ACTION ITEM :: Whatever the data contains, copy all of it exactly.
+++++
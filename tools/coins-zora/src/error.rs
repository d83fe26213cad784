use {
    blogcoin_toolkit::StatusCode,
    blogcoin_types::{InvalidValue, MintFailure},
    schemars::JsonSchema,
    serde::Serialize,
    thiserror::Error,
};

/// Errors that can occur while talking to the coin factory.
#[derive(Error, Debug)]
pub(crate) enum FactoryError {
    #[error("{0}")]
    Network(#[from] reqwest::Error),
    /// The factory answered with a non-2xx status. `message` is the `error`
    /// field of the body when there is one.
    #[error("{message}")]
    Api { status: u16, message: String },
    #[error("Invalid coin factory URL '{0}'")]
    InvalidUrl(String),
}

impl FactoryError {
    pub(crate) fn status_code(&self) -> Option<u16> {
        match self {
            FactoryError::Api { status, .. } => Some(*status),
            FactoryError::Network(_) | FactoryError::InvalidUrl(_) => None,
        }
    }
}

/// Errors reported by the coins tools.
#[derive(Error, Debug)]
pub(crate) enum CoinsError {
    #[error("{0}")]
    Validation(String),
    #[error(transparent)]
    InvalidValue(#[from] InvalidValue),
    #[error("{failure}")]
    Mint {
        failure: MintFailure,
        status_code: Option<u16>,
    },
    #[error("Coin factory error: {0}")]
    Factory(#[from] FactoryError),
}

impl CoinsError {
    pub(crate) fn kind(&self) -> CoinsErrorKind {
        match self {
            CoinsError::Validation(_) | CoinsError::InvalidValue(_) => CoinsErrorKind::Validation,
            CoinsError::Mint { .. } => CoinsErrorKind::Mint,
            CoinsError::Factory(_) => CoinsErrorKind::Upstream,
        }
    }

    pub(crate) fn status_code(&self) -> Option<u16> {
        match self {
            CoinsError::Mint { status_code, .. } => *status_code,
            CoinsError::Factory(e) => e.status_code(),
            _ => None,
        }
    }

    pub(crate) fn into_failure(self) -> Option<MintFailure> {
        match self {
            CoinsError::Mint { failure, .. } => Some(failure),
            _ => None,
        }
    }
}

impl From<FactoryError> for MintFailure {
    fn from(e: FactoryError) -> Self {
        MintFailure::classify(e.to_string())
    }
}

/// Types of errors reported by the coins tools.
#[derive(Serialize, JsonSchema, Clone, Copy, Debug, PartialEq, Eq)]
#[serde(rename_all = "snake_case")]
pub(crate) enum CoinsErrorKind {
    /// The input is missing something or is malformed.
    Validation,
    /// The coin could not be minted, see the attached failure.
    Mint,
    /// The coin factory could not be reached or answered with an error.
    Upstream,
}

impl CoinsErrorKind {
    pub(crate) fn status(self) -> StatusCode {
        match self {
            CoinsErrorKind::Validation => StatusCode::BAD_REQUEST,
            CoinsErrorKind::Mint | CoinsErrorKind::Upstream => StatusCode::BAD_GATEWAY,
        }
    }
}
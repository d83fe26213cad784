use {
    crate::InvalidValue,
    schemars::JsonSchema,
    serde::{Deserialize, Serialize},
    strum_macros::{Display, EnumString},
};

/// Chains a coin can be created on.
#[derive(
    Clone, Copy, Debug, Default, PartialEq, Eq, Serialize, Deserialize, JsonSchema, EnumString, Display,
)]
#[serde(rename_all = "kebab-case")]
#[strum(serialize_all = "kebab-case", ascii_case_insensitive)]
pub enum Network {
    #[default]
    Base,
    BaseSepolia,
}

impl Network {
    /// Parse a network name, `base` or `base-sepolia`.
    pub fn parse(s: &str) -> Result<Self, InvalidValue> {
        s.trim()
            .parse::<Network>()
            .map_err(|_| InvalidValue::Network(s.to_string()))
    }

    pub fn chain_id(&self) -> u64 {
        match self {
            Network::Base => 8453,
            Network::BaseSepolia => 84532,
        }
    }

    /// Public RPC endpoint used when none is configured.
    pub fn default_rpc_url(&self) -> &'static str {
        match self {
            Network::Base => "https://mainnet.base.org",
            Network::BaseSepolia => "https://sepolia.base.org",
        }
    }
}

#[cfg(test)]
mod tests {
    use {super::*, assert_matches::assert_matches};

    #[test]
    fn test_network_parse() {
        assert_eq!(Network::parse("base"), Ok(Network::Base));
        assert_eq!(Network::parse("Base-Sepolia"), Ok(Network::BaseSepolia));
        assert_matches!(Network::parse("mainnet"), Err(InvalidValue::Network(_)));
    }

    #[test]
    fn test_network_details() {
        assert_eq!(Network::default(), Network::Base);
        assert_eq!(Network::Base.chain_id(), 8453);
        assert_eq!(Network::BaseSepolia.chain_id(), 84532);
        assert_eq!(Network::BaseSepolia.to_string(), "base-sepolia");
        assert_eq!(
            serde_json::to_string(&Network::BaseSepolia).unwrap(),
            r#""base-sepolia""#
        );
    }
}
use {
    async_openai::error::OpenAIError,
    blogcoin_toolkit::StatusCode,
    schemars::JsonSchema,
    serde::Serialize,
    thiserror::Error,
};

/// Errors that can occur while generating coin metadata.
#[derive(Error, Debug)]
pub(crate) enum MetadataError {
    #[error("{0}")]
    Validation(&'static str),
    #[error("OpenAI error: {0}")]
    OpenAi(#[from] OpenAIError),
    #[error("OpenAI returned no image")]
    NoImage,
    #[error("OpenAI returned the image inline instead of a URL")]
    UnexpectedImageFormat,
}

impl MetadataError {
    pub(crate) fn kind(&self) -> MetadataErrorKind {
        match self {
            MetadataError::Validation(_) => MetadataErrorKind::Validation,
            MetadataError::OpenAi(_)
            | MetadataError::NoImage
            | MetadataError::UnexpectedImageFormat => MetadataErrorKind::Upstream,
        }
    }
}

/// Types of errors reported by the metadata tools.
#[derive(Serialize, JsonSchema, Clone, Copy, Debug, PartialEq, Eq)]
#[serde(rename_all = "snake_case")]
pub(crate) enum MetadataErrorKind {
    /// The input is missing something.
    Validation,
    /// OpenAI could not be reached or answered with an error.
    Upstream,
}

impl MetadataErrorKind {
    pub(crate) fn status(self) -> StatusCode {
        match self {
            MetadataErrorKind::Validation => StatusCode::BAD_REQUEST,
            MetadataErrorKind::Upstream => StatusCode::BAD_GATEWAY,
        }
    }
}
+++++
RESPONSE ::
filename tools/coins-zora/src/error.rs
repository d83fe26213cad784
use {
    blogcoin_toolkit::StatusCode,
    blogcoin_types::{InvalidValue, MintFailure},
    schemars::JsonSchema,
    serde::Serialize,
    thiserror::Error,
};

/// Errors that can occur while talking to the coin factory.
#[derive(Error, Debug)]
pub(crate) enum FactoryError {
    #[error("{0}")]
    Network(#[from] reqwest::Error),
    /// The factory answered with a non-2xx status. `message` is the `error`
    /// field of the body when there is one.
    #[error("{message}")]
    Api { status: u16, message: String },
    #[error("Invalid coin factory URL '{0}'")]
    InvalidUrl(String),
}

impl FactoryError {
    pub(crate) fn status_code(&self) -> Option<u16> {
        match self {
            FactoryError::Api { status, .. } => Some(*status),
            FactoryError::Network(_) | FactoryError::InvalidUrl(_) => None,
        }
    }
}

/// Errors reported by the coins tools.
#[derive(Error, Debug)]
pub(crate) enum CoinsError {
    #[error("{0}")]
    Validation(String),
    #[error(transparent)]
    InvalidValue(#[from] InvalidValue),
    #[error("{failure}")]
    Mint {
        failure: MintFailure,
        status_code: Option<u16>,
    },
    #[error("Coin factory error: {0}")]
    Factory(#[from] FactoryError),
}

impl CoinsError {
    pub(crate) fn kind(&self) -> CoinsErrorKind {
        match self {
            CoinsError::Validation(_) | CoinsError::InvalidValue(_) => CoinsErrorKind::Validation,
            CoinsError::Mint { .. } => CoinsErrorKind::Mint,
            CoinsError::Factory(_) => CoinsErrorKind::Upstream,
        }
    }

    pub(crate) fn status_code(&self) -> Option<u16> {
        match self {
            CoinsError::Mint { status_code, .. } => *status_code,
            CoinsError::Factory(e) => e.status_code(),
            _ => None,
        }
    }

    pub(crate) fn into_failure(self) -> Option<MintFailure> {
        match self {
            CoinsError::Mint { failure, .. } => Some(failure),
            _ => None,
        }
    }
}

impl From<FactoryError> for MintFailure {
    fn from(e: FactoryError) -> Self {
        MintFailure::classify(e.to_string())
    }
}

/// Types of errors reported by the coins tools.
#[derive(Serialize, JsonSchema, Clone, Copy, Debug, PartialEq, Eq)]
#[serde(rename_all = "snake_case")]
pub(crate) enum CoinsErrorKind {
    /// The input is missing something or is malformed.
    Validation,
    /// The coin could not be minted, see the attached failure.
    Mint,
    /// The coin factory could not be reached or answered with an error.
    Upstream,
}

impl CoinsErrorKind {
    pub(crate) fn status(self) -> StatusCode {
        match self {
            CoinsErrorKind::Validation => StatusCode::BAD_REQUEST,
            CoinsErrorKind::Mint | CoinsErrorKind::Upstream => StatusCode::BAD_GATEWAY,
        }
    }
}
repository d83fe26213cad784
use {
    crate::InvalidValue,
    schemars::JsonSchema,
    serde::{Deserialize, Serialize},
    strum_macros::{Display, EnumString},
};

/// Chains a coin can be created on.
#[derive(
    Clone, Copy, Debug, Default, PartialEq, Eq, Serialize, Deserialize, JsonSchema, EnumString, Display,
)]
#[serde(rename_all = "kebab-case")]
#[strum(serialize_all = "kebab-case", ascii_case_insensitive)]
pub enum Network {
    #[default]
    Base,
    BaseSepolia,
}

impl Network {
    /// Parse a network name, `base` or `base-sepolia`.
    pub fn parse(s: &str) -> Result<Self, InvalidValue> {
        s.trim()
            .parse::<Network>()
            .map_err(|_| InvalidValue::Network(s.to_string()))
    }

    pub fn chain_id(&self) -> u64 {
        match self {
            Network::Base => 8453,
            Network::BaseSepolia => 84532,
        }
    }

    /// Public RPC endpoint used when none is configured.
    pub fn default_rpc_url(&self) -> &'static str {
        match self {
            Network::Base => "https://mainnet.base.org",
            Network::BaseSepolia => "https://sepolia.base.org",
        }
    }
}

#[cfg(test)]
mod tests {
    use {super::*, assert_matches::assert_matches};

    #[test]
    fn test_network_parse() {
        assert_eq!(Network::parse("base"), Ok(Network::Base));
        assert_eq!(Network::parse("Base-Sepolia"), Ok(Network::BaseSepolia));
        assert_matches!(Network::parse("mainnet"), Err(InvalidValue::Network(_)));
    }

    #[test]
    fn test_network_details() {
        assert_eq!(Network::default(), Network::Base);
        assert_eq!(Network::Base.chain_id(), 8453);
        assert_eq!(Network::BaseSepolia.chain_id(), 84532);
        assert_eq!(Network::BaseSepolia.to_string(), "base-sepolia");
        assert_eq!(
            serde_json::to_string(&Network::BaseSepolia).unwrap(),
            r#""base-sepolia""#
        );
    }
}
use {
    async_openai::error::OpenAIError,
    blogcoin_toolkit::StatusCode,
    schemars::JsonSchema,
    serde::Serialize,
    thiserror::Error,
};

/// Errors that can occur while generating coin metadata.
#[derive(Error, Debug)]
pub(crate) enum MetadataError {
    #[error("{0}")]
    Validation(&'static str),
    #[error("OpenAI error: {0}")]
    OpenAi(#[from] OpenAIError),
    #[error("OpenAI returned no image")]
    NoImage,
    #[error("OpenAI returned the image inline instead of a URL")]
    UnexpectedImageFormat,
}

impl MetadataError {
    pub(crate) fn kind(&self) -> MetadataErrorKind {
        match self {
            MetadataError::Validation(_) => MetadataErrorKind::Validation,
            MetadataError::OpenAi(_)
            | MetadataError::NoImage
            | MetadataError::UnexpectedImageFormat => MetadataErrorKind::Upstream,
        }
    }
}

/// Types of errors reported by the metadata tools.
#[derive(Serialize, JsonSchema, Clone, Copy, Debug, PartialEq, Eq)]
#[serde(rename_all = "snake_case")]
pub(crate) enum MetadataErrorKind {
    /// The input is missing something.
    Validation,
    /// OpenAI could not be reached or answered with an error.
    Upstream,
}

impl MetadataErrorKind {
    pub(crate) fn status(self) -> StatusCode {
        match self {
            MetadataErrorKind::Validation => StatusCode::BAD_REQUEST,
            MetadataErrorKind::Upstream => StatusCode::BAD_GATEWAY,
        }
    }
}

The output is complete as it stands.